> YOUR ASSIGNMENT:
Every entry in the data below needs to be repeated exactly.

Entries taken from a collection
_ _ _ _ _ _ _
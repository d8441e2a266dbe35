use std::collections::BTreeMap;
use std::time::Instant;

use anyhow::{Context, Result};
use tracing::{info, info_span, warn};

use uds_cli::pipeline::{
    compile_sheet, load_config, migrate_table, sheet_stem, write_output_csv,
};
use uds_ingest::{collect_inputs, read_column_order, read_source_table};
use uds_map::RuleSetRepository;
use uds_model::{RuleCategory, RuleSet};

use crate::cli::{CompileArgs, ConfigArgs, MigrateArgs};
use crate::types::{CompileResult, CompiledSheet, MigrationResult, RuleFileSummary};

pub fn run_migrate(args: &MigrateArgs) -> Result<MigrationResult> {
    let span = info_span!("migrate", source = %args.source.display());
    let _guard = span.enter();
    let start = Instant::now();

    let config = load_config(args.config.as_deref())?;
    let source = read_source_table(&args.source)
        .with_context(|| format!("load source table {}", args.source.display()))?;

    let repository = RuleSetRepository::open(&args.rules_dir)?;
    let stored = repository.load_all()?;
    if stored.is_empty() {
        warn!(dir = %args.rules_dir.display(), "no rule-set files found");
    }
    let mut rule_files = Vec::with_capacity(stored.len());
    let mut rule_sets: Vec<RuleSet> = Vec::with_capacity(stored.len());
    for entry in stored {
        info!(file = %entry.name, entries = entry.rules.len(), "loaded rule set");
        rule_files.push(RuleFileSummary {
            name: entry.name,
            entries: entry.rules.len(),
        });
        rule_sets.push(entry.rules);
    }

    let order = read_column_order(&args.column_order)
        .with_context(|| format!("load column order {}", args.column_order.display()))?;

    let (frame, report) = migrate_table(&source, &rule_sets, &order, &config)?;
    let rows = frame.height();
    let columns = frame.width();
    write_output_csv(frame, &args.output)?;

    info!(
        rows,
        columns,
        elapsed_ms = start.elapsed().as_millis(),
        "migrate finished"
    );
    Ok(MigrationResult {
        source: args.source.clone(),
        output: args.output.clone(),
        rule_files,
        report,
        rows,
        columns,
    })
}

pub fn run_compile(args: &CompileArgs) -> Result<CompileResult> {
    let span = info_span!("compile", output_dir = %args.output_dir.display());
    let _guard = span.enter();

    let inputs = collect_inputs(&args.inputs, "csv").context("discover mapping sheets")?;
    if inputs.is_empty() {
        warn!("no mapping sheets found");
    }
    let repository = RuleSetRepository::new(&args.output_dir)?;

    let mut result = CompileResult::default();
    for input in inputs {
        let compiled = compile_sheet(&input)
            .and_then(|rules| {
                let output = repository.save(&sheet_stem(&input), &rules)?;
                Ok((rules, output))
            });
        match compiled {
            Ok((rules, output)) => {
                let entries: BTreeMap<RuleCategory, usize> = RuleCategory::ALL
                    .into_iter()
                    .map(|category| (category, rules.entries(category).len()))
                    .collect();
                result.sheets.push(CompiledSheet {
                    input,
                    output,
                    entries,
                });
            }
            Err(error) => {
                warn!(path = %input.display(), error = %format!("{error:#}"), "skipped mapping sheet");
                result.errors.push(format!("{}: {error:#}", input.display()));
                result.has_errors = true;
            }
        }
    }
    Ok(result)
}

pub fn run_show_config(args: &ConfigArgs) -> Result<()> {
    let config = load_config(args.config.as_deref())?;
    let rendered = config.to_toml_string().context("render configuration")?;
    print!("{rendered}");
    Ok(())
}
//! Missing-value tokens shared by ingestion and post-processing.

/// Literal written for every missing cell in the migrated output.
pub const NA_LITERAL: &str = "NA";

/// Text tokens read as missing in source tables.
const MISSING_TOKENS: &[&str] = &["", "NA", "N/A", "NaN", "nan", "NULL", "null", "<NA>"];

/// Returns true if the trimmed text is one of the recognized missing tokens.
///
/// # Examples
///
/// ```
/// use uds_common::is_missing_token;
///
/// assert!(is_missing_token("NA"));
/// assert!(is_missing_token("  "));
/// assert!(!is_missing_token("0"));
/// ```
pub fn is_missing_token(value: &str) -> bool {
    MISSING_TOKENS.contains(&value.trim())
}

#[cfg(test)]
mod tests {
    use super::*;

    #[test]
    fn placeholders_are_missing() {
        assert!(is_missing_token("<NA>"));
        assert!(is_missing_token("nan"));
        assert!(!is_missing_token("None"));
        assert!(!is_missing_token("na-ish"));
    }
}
_ _ _ _ _ _ _
> RESPONSE BOX:
repository d8441e2a266dbe35
use std::collections::BTreeMap;
use std::time::Instant;

use anyhow::{Context, Result};
use tracing::{info, info_span, warn};

use uds_cli::pipeline::{
    compile_sheet, load_config, migrate_table, sheet_stem, write_output_csv,
};
use uds_ingest::{collect_inputs, read_column_order, read_source_table};
use uds_map::RuleSetRepository;
use uds_model::{RuleCategory, RuleSet};

use crate::cli::{CompileArgs, ConfigArgs, MigrateArgs};
use crate::types::{CompileResult, CompiledSheet, MigrationResult, RuleFileSummary};

pub fn run_migrate(args: &MigrateArgs) -> Result<MigrationResult> {
    let span = info_span!("migrate", source = %args.source.display());
    let _guard = span.enter();
    let start = Instant::now();

    let config = load_config(args.config.as_deref())?;
    let source = read_source_table(&args.source)
        .with_context(|| format!("load source table {}", args.source.display()))?;

    let repository = RuleSetRepository::open(&args.rules_dir)?;
    let stored = repository.load_all()?;
    if stored.is_empty() {
        warn!(dir = %args.rules_dir.display(), "no rule-set files found");
    }
    let mut rule_files = Vec::with_capacity(stored.len());
    let mut rule_sets: Vec<RuleSet> = Vec::with_capacity(stored.len());
    for entry in stored {
        info!(file = %entry.name, entries = entry.rules.len(), "loaded rule set");
        rule_files.push(RuleFileSummary {
            name: entry.name,
            entries: entry.rules.len(),
        });
        rule_sets.push(entry.rules);
    }

    let order = read_column_order(&args.column_order)
        .with_context(|| format!("load column order {}", args.column_order.display()))?;

    let (frame, report) = migrate_table(&source, &rule_sets, &order, &config)?;
    let rows = frame.height();
    let columns = frame.width();
    write_output_csv(frame, &args.output)?;

    info!(
        rows,
        columns,
        elapsed_ms = start.elapsed().as_millis(),
        "migrate finished"
    );
    Ok(MigrationResult {
        source: args.source.clone(),
        output: args.output.clone(),
        rule_files,
        report,
        rows,
        columns,
    })
}

pub fn run_compile(args: &CompileArgs) -> Result<CompileResult> {
    let span = info_span!("compile", output_dir = %args.output_dir.display());
    let _guard = span.enter();

    let inputs = collect_inputs(&args.inputs, "csv").context("discover mapping sheets")?;
    if inputs.is_empty() {
        warn!("no mapping sheets found");
    }
    let repository = RuleSetRepository::new(&args.output_dir)?;

    let mut result = CompileResult::default();
    for input in inputs {
        let compiled = compile_sheet(&input)
            .and_then(|rules| {
                let output = repository.save(&sheet_stem(&input), &rules)?;
                Ok((rules, output))
            });
        match compiled {
            Ok((rules, output)) => {
                let entries: BTreeMap<RuleCategory, usize> = RuleCategory::ALL
                    .into_iter()
                    .map(|category| (category, rules.entries(category).len()))
                    .collect();
                result.sheets.push(CompiledSheet {
                    input,
                    output,
                    entries,
                });
            }
            Err(error) => {
                warn!(path = %input.display(), error = %format!("{error:#}"), "skipped mapping sheet");
                result.errors.push(format!("{}: {error:#}", input.display()));
                result.has_errors = true;
            }
        }
    }
    Ok(result)
}

pub fn run_show_config(args: &ConfigArgs) -> Result<()> {
    let config = load_config(args.config.as_deref())?;
    let rendered = config.to_toml_string().context("render configuration")?;
    print!("{rendered}");
    Ok(())
}
//! Missing-value tokens shared by ingestion and post-processing.

/// Literal written for every missing cell in the migrated output.
pub const NA_LITERAL: &str = "NA";

/// Text tokens read as missing in source tables.
const MISSING_TOKENS: &[&str] = &["", "NA", "N/A", "NaN", "nan", "NULL", "null", "<NA>"];

/// Returns true if the trimmed text is one of the recognized missing tokens.
///
/// # Examples
///
/// ```
/// use uds_common::is_missing_token;
///
/// assert!(is_missing_token("NA"));
/// assert!(is_missing_token("  "));
/// assert!(!is_missing_token("0"));
/// ```
pub fn is_missing_token(value: &str) -> bool {
    MISSING_TOKENS.contains(&value.trim())
}

#[cfg(test)]
mod tests {
    use super::*;

    #[test]
    fn placeholders_are_missing() {
        assert!(is_missing_token("<NA>"));
        assert!(is_missing_token("nan"));
        assert!(!is_missing_token("None"));
        assert!(!is_missing_token("na-ish"));
    }
}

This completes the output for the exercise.